▶ Information given:
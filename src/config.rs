//! wgwizard Configuration
//!
//! A generation run is described by a TOML file. Every field arrives as the
//! text a user typed and is checked by the field validators before a
//! [`Topology`] is built from it.

use serde::{Deserialize, Serialize};
use std::path::Path;

use crate::error::{Error, Result};
use crate::peer::{LocalNetwork, PeerInput};
use crate::topology::{
    client_to_client, client_to_site, site_to_site, ClientToClient, ClientToSite, PskMode,
    SiteToSite, Topology, TopologyKind,
};
use crate::validate;

/// Main wgwizard run configuration
#[derive(Debug, Clone, Serialize, Deserialize)]
pub struct WizardConfig {
    /// Peer-relationship shape
    pub topology: TopologyKind,

    /// Pre-shared key policy
    #[serde(default)]
    pub psk: PskMode,

    /// Logging configuration
    #[serde(default)]
    pub logging: LoggingConfig,

    /// Both endpoints of a site-to-site or client-to-client run
    #[serde(default)]
    pub peers: Vec<PeerEntry>,

    /// The site of a client-to-site run
    #[serde(default)]
    pub site: Option<PeerEntry>,

    /// The clients of a client-to-site run
    #[serde(default)]
    pub clients: Vec<PeerEntry>,
}

/// Raw settings for one endpoint
#[derive(Debug, Clone, Default, Serialize, Deserialize)]
pub struct PeerEntry {
    /// Peer name, also the file name stem (defaults per topology)
    #[serde(default)]
    pub name: Option<String>,

    /// Address inside the tunnel
    pub tunnel_ip: String,

    /// Tunnel netmask, dotted ("255.255.255.0") or prefix ("24")
    pub netmask: String,

    /// Public host other peers dial
    #[serde(default)]
    pub endpoint: Option<String>,

    /// UDP listen port
    #[serde(default)]
    pub listen_port: Option<u32>,

    /// Interface name, wg0 - wg255
    #[serde(default)]
    pub interface: Option<String>,

    /// Persistent keepalive in seconds
    #[serde(default)]
    pub keepalive: Option<u32>,

    /// Route all traffic through the tunnel
    #[serde(default)]
    pub default_gateway: bool,

    /// Subnets reachable behind this peer
    #[serde(default)]
    pub local_networks: Vec<LocalNetworkEntry>,
}

/// Raw local network
#[derive(Debug, Clone, Serialize, Deserialize)]
pub struct LocalNetworkEntry {
    pub ip: String,
    pub netmask: String,
}

/// Logging configuration
#[derive(Debug, Clone, Serialize, Deserialize)]
pub struct LoggingConfig {
    /// Log level (trace, debug, info, warn, error)
    #[serde(default = "default_log_level")]
    pub level: String,

    /// Log format (pretty, compact)
    #[serde(default = "default_log_format")]
    pub format: String,
}

const LOG_LEVELS: [&str; 5] = ["trace", "debug", "info", "warn", "error"];
const LOG_FORMATS: [&str; 2] = ["pretty", "compact"];

fn default_log_level() -> String {
    "info".to_string()
}

fn default_log_format() -> String {
    "pretty".to_string()
}

impl Default for LoggingConfig {
    fn default() -> Self {
        Self {
            level: default_log_level(),
            format: default_log_format(),
        }
    }
}

/// Whether a peer must have a listen port
#[derive(Clone, Copy, PartialEq, Eq)]
enum Port {
    Required,
    Optional,
}

impl WizardConfig {
    /// Load configuration from a TOML file
    pub fn from_file(path: &Path) -> Result<Self> {
        tracing::debug!("Loading run configuration from {}", path.display());
        let content = std::fs::read_to_string(path)?;
        Self::from_str(&content)
    }

    /// Load configuration from a TOML string
    #[allow(clippy::should_implement_trait)]
    pub fn from_str(content: &str) -> Result<Self> {
        let config: WizardConfig = toml::from_str(content)?;
        config.validate()?;
        Ok(config)
    }

    /// Validate the configuration
    pub fn validate(&self) -> Result<()> {
        if !LOG_LEVELS.contains(&self.logging.level.as_str()) {
            return Err(Error::Config(format!(
                "logging.level '{}' is not one of {}",
                self.logging.level,
                LOG_LEVELS.join(", ")
            )));
        }
        if !LOG_FORMATS.contains(&self.logging.format.as_str()) {
            return Err(Error::Config(format!(
                "logging.format '{}' is not one of {}",
                self.logging.format,
                LOG_FORMATS.join(", ")
            )));
        }
        self.to_topology().map(|_| ())
    }

    /// Number of endpoints this run generates
    pub fn peer_count(&self) -> usize {
        match self.topology {
            TopologyKind::ClientToSite => self.site.iter().count() + self.clients.len(),
            _ => self.peers.len(),
        }
    }

    /// Validate every field and build the topology
    pub fn to_topology(&self) -> Result<Topology> {
        match self.topology {
            TopologyKind::SiteToSite => {
                self.expect_pair_layout()?;
                let [a, b] = self.pair_inputs(site_to_site::DEFAULT_NAMES, true)?;
                Ok(SiteToSite::new(a, b).with_psk(self.psk).into())
            }
            TopologyKind::ClientToClient => {
                self.expect_pair_layout()?;
                let [a, b] = self.pair_inputs(client_to_client::DEFAULT_NAMES, false)?;
                Ok(ClientToClient::new(a, b).with_psk(self.psk).into())
            }
            TopologyKind::ClientToSite => {
                if !self.peers.is_empty() {
                    return Err(Error::Config(
                        "client-to-site uses [site] and [[clients]], not [[peers]]".into(),
                    ));
                }
                let site = self
                    .site
                    .as_ref()
                    .ok_or_else(|| Error::Config("client-to-site requires a [site] section".into()))?;
                if self.clients.is_empty() {
                    return Err(Error::Config(
                        "client-to-site requires at least one [[clients]] entry".into(),
                    ));
                }

                let site = site.to_input(client_to_site::DEFAULT_SITE_NAME, Port::Required)?;
                if site.endpoint.is_none() {
                    return Err(Error::Config(format!(
                        "{}: endpoint is required so clients can reach the site",
                        site.name
                    )));
                }
                if site.default_gateway {
                    return Err(Error::Config(format!(
                        "{}: default_gateway is only meaningful on clients",
                        site.name
                    )));
                }

                let mut clients = Vec::with_capacity(self.clients.len());
                for (i, entry) in self.clients.iter().enumerate() {
                    let client = entry.to_input(
                        &client_to_site::default_client_name(i),
                        Port::Optional,
                    )?;
                    if !client.local_networks.is_empty() {
                        return Err(Error::Config(format!(
                            "{}: clients cannot advertise local networks in client-to-site",
                            client.name
                        )));
                    }
                    clients.push(client);
                }

                Ok(ClientToSite::new(site, clients).with_psk(self.psk).into())
            }
        }
    }

    fn expect_pair_layout(&self) -> Result<()> {
        if self.site.is_some() || !self.clients.is_empty() {
            return Err(Error::Config(format!(
                "{} uses [[peers]], not [site] or [[clients]]",
                self.topology
            )));
        }
        if self.peers.len() != 2 {
            return Err(Error::Config(format!(
                "{} requires exactly 2 [[peers]], found {}",
                self.topology,
                self.peers.len()
            )));
        }
        Ok(())
    }

    fn pair_inputs(&self, names: [&str; 2], local_networks: bool) -> Result<[PeerInput; 2]> {
        let a = self.peers[0].to_input(names[0], Port::Required)?;
        let b = self.peers[1].to_input(names[1], Port::Required)?;
        if !local_networks {
            for peer in [&a, &b] {
                if !peer.local_networks.is_empty() {
                    return Err(Error::Config(format!(
                        "{}: {} supports no local networks",
                        peer.name, self.topology
                    )));
                }
            }
        }
        Ok([a, b])
    }
}

impl PeerEntry {
    fn to_input(&self, default_name: &str, port: Port) -> Result<PeerInput> {
        let name = validate::parse_peer_name(self.name.as_deref().unwrap_or(default_name))?;
        let at = |field: &str, e: Error| Error::at(name.as_str(), field, e);

        let tunnel_ip = validate::parse_ipv4(&self.tunnel_ip).map_err(|e| at("tunnel_ip", e))?;
        let netmask = validate::parse_netmask(&self.netmask).map_err(|e| at("netmask", e))?;
        let mut input = PeerInput::new(name.clone(), tunnel_ip, netmask)
            .with_default_gateway(self.default_gateway);

        if let Some(host) = &self.endpoint {
            let host = validate::parse_endpoint(host.trim()).map_err(|e| at("endpoint", e))?;
            input = input.with_endpoint(host);
        }

        match (self.listen_port, port) {
            (Some(value), _) => {
                let port = validate::check_listen_port(value).map_err(|e| at("listen_port", e))?;
                input = input.with_listen_port(port);
            }
            (None, Port::Required) => {
                return Err(at("listen_port", Error::InvalidPort("missing".into())));
            }
            (None, Port::Optional) => {}
        }

        if let Some(interface) = &self.interface {
            let interface =
                validate::parse_interface_name(interface).map_err(|e| at("interface", e))?;
            input = input.with_interface(interface);
        }

        if let Some(value) = self.keepalive {
            let secs = validate::check_keepalive(value).map_err(|e| at("keepalive", e))?;
            input = input.with_keepalive(secs);
        }

        for entry in &self.local_networks {
            let ip = validate::parse_ipv4(&entry.ip).map_err(|e| at("local_networks.ip", e))?;
            let mask = validate::parse_netmask(&entry.netmask)
                .map_err(|e| at("local_networks.netmask", e))?;
            let network =
                LocalNetwork::new(ip, mask).map_err(|e| at("local_networks.netmask", e))?;
            input = input.with_local_network(network);
        }

        Ok(input)
    }
}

▶ Problem statement: Scan the data above and report each line in which "requires" is present.

▶ Solution for this task:
                    .ok_or_else(|| Error::Config("client-to-site requires a [site] section".into()))?;
                        "client-to-site requires at least one [[clients]] entry".into(),
                "{} requires exactly 2 [[peers]], found {}",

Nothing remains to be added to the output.